== Segment start ==

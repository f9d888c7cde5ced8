use axum::{
    extract::{Json, Path, Query, State},
    routing::{get, post},
    Router,
};
use chrono::{DateTime, Utc};
use serde::{Deserialize, Serialize};
use skyfare_core::FarePoint;
use crate::error::AppError;
use crate::flights::FlightResponse;
use crate::state::{to_amount, AppState};

pub fn routes() -> Router<AppState> {
    Router::new()
        .route("/pricing/{flight_no}", get(get_pricing))
        .route("/pricing", post(get_pricing_post))
        .route("/fare-history/{flight_no}", get(fare_history))
        .route("/fare-history", post(fare_history_post))
}

#[derive(Debug, Deserialize)]
pub struct PricingRequest {
    pub flight_no: String,
}

#[derive(Debug, Deserialize)]
pub struct HistoryQuery {
    pub limit: Option<usize>,
}

#[derive(Debug, Deserialize)]
pub struct FareHistoryRequest {
    pub flight_no: String,
    pub limit: Option<usize>,
}

#[derive(Debug, Serialize)]
pub struct FarePointResponse {
    pub timestamp: DateTime<Utc>,
    pub fare: f64,
}

impl From<FarePoint> for FarePointResponse {
    fn from(point: FarePoint) -> Self {
        Self {
            timestamp: point.timestamp,
            fare: to_amount(point.fare_cents),
        }
    }
}

/// GET /pricing/{flight_no}
/// Price the flight now and log the fare
pub async fn get_pricing(
    State(state): State<AppState>,
    Path(flight_no): Path<String>,
) -> Result<Json<FlightResponse>, AppError> {
    Ok(Json(state.fares.get_pricing(&flight_no).await?.into()))
}

/// POST /pricing
pub async fn get_pricing_post(
    State(state): State<AppState>,
    Json(req): Json<PricingRequest>,
) -> Result<Json<FlightResponse>, AppError> {
    Ok(Json(state.fares.get_pricing(&req.flight_no).await?.into()))
}

/// GET /fare-history/{flight_no}?limit=
pub async fn fare_history(
    State(state): State<AppState>,
    Path(flight_no): Path<String>,
    Query(query): Query<HistoryQuery>,
) -> Result<Json<Vec<FarePointResponse>>, AppError> {
    history(&state, &flight_no, query.limit).await
}

/// POST /fare-history
pub async fn fare_history_post(
    State(state): State<AppState>,
    Json(req): Json<FareHistoryRequest>,
) -> Result<Json<Vec<FarePointResponse>>, AppError> {
    history(&state, &req.flight_no, req.limit).await
}

async fn history(state: &AppState, flight_no: &str, limit: Option<usize>) -> Result<Json<Vec<FarePointResponse>>, AppError> {
    let points = state.fares.fare_history(flight_no, limit).await?;
    Ok(Json(points.into_iter().map(FarePointResponse::from).collect()))
}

== Segment end ==

• EXERCISE BRIEF: Filter the listing above for lines with the word "DateTime", and copy each one you find.

• ANSWER BOX:
use chrono::{DateTime, Utc};
    pub timestamp: DateTime<Utc>,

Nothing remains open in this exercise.